# Create a Scatter Plot in Python with Matplotlib

Scatter plots are great for visualizing data points in two dimensions. They’re particularly useful for showing correlations and groupings in data. In this tutorial, we’ll look at how to create a scatter plot in python using matplotlib.

Matplotlib is a library in python used for visualizing data. It offers a range of different plots and customizations. In matplotlib, you can create a scatter plot using the pyplot’s `scatter()` function. The following is the syntax:

``````import matplotlib.pyplot as plt
plt.scatter(x_values, y_values)``````

Here, `x_values` are the values to be plotted on the x-axis and `y_values` are the values to be plotted on the y-axis.

Let’s look at some of the examples of plotting a scatter diagram with matplotlib.

We have the data for heights and weights of 10 students at a university and want to plot a scatter plot of the distribution between them.
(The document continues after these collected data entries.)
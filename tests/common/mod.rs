//! Shared helpers for integration tests.

#![allow(dead_code)]

use std::sync::Arc;
use std::sync::Mutex;
use std::sync::atomic::{AtomicBool, AtomicUsize, Ordering};
use std::time::Duration;

use chrono::Duration as ChronoDuration;
use serde_json::{Value, json};
use temporallayr::storage::{
    AlertRule, DetectedFailure, Event, EventCursor, EventFilter, EventPage, Incident,
    IncidentFilter, Rule,
};
use temporallayr::{
    AlertConfig, AlertDispatcher, BackoffPolicy, EventStream, FailureDetector, FanoutBroadcaster,
    FanoutConfig, MemoryStore, PipelineDeps, RuleEngine, RuleStore, StorageError, StoragePort,
};
use uuid::Uuid;

// =============================================================================
// Faulty storage
// =============================================================================

/// [`MemoryStore`] wrapper with switchable failures and delays.
#[derive(Default)]
pub struct FaultyStore {
    pub inner: MemoryStore,
    fail_writes: AtomicBool,
    fail_reads: AtomicBool,
    read_delay: Mutex<Duration>,
    rule_read_delay: Mutex<Duration>,
    rule_reads: AtomicUsize,
    write_attempts: AtomicUsize,
}

impl FaultyStore {
    pub fn new() -> Arc<Self> {
        Arc::new(Self::default())
    }

    pub fn fail_writes(&self, fail: bool) {
        self.fail_writes.store(fail, Ordering::SeqCst);
    }

    pub fn fail_reads(&self, fail: bool) {
        self.fail_reads.store(fail, Ordering::SeqCst);
    }

    pub fn delay_reads(&self, delay: Duration) {
        *self.read_delay.lock().unwrap() = delay;
    }

    /// Delay rule reads *after* the snapshot is taken, so writes landing
    /// during the delay are missing from the result.
    pub fn delay_rule_reads(&self, delay: Duration) {
        *self.rule_read_delay.lock().unwrap() = delay;
    }

    pub fn rule_reads(&self) -> usize {
        self.rule_reads.load(Ordering::SeqCst)
    }

    pub fn write_attempts(&self) -> usize {
        self.write_attempts.load(Ordering::SeqCst)
    }

    async fn before_read(&self) -> Result<(), StorageError> {
        let delay = *self.read_delay.lock().unwrap();
        if !delay.is_zero() {
            tokio::time::sleep(delay).await;
        }
        if self.fail_reads.load(Ordering::SeqCst) {
            return Err(StorageError::Unavailable("injected read failure".into()));
        }
        Ok(())
    }
}

#[async_trait::async_trait]
impl StoragePort for FaultyStore {
    async fn write_event_batch(&self, events: &[Event]) -> Result<(), StorageError> {
        self.write_attempts.fetch_add(1, Ordering::SeqCst);
        if self.fail_writes.load(Ordering::SeqCst) {
            return Err(StorageError::Unavailable("injected write failure".into()));
        }
        self.inner.write_event_batch(events).await
    }

    async fn upsert_incident_by_fingerprint(
        &self,
        failure: &DetectedFailure,
        window: ChronoDuration,
    ) -> Result<(Incident, bool), StorageError> {
        self.inner.upsert_incident_by_fingerprint(failure, window).await
    }

    async fn read_events(
        &self,
        tenant_id: &str,
        filter: &EventFilter,
        limit: u32,
        offset: u32,
    ) -> Result<Vec<Event>, StorageError> {
        self.before_read().await?;
        self.inner.read_events(tenant_id, filter, limit, offset).await
    }

    async fn scan_events(
        &self,
        tenant_id: &str,
        filter: &EventFilter,
        limit: u32,
        after: Option<EventCursor>,
    ) -> Result<EventPage, StorageError> {
        self.before_read().await?;
        self.inner.scan_events(tenant_id, filter, limit, after).await
    }

    async fn read_incidents(
        &self,
        tenant_id: &str,
        filter: &IncidentFilter,
        limit: u32,
        offset: u32,
    ) -> Result<Vec<Incident>, StorageError> {
        self.before_read().await?;
        self.inner.read_incidents(tenant_id, filter, limit, offset).await
    }

    async fn read_rules(&self, tenant_id: &str) -> Result<Vec<Rule>, StorageError> {
        self.rule_reads.fetch_add(1, Ordering::SeqCst);
        let rules = self.inner.read_rules(tenant_id).await;
        let delay = *self.rule_read_delay.lock().unwrap();
        if !delay.is_zero() {
            tokio::time::sleep(delay).await;
        }
        rules
    }

    async fn insert_rule(&self, rule: &Rule) -> Result<(), StorageError> {
        self.inner.insert_rule(rule).await
    }

    async fn delete_rule(&self, tenant_id: &str, rule_id: Uuid) -> Result<bool, StorageError> {
        self.inner.delete_rule(tenant_id, rule_id).await
    }

    async fn read_alert_rules(&self, tenant_id: &str) -> Result<Vec<AlertRule>, StorageError> {
        self.inner.read_alert_rules(tenant_id).await
    }

    async fn insert_alert_rule(&self, rule: &AlertRule) -> Result<(), StorageError> {
        self.inner.insert_alert_rule(rule).await
    }

    async fn delete_alert_rule(
        &self,
        tenant_id: &str,
        rule_id: Uuid,
    ) -> Result<bool, StorageError> {
        self.inner.delete_alert_rule(tenant_id, rule_id).await
    }

    async fn ping(&self) -> Result<(), StorageError> {
        self.inner.ping().await
    }
}

// =============================================================================
// Wiring
// =============================================================================

/// Pipeline collaborators over `storage` with fast alert retries.
pub fn pipeline_deps(storage: Arc<dyn StoragePort>) -> PipelineDeps {
    let alerts = AlertDispatcher::new(
        storage.clone(),
        AlertConfig {
            retry: BackoffPolicy::new(2, Duration::from_millis(10), 1.0),
            ..Default::default()
        },
    )
    .expect("alert dispatcher");

    PipelineDeps {
        storage: storage.clone(),
        rules: RuleEngine::new(RuleStore::new(storage)),
        detector: FailureDetector::new(),
        alerts,
        fanout: FanoutBroadcaster::new(FanoutConfig::default()),
        stream: EventStream::default(),
    }
}

/// Event body whose `fetch` node reports an exception.
pub fn failing_event(execution_id: &str) -> Value {
    json!({
        "execution_id": execution_id,
        "status": "FAILED",
        "nodes": [
            {"id": "1", "name": "load", "metadata": {"rows": 12}},
            {"id": "2", "parent_id": "1", "name": "fetch", "metadata": {"exception": "Timeout"}}
        ]
    })
}

/// Event body with nothing wrong in it.
pub fn healthy_event(execution_id: &str) -> Value {
    json!({
        "execution_id": execution_id,
        "status": "OK",
        "duration": 120,
        "nodes": [{"id": "1", "name": "load", "metadata": {"rows": 12}}]
    })
}

/// Yield until `cond` holds, advancing the (possibly paused) clock in small
/// steps. Panics after `max` of virtual time.
pub async fn wait_for(max: Duration, mut cond: impl FnMut() -> bool) {
    let step = Duration::from_millis(10);
    let mut waited = Duration::ZERO;
    while !cond() {
        assert!(waited < max, "condition not met within {max:?}");
        tokio::time::sleep(step).await;
        waited += step;
    }
}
The data is present in two lists. One having the height and the other having the corresponding weights of each student.

``````import matplotlib.pyplot as plt

# height and weight data
height = [167, 175, 170, 186, 190, 188, 158, 169, 183, 180]
weight = [65, 70, 72, 80, 86, 94, 50, 58, 78, 85]

# plot a scatter plot
plt.scatter(weight, height)
plt.show()``````

Output:

We get a scatter chart with data points plotted on a chart with weights on the x-axis and heights on the y-axis. From the chart, we can see that there’s a positive correlation in the data between height and weight.

The scatter plot that we got in the previous example was very simple without any formatting. Matplotlib comes with number of different formatting options to customize your charts. Let’s add some formatting to the above chart.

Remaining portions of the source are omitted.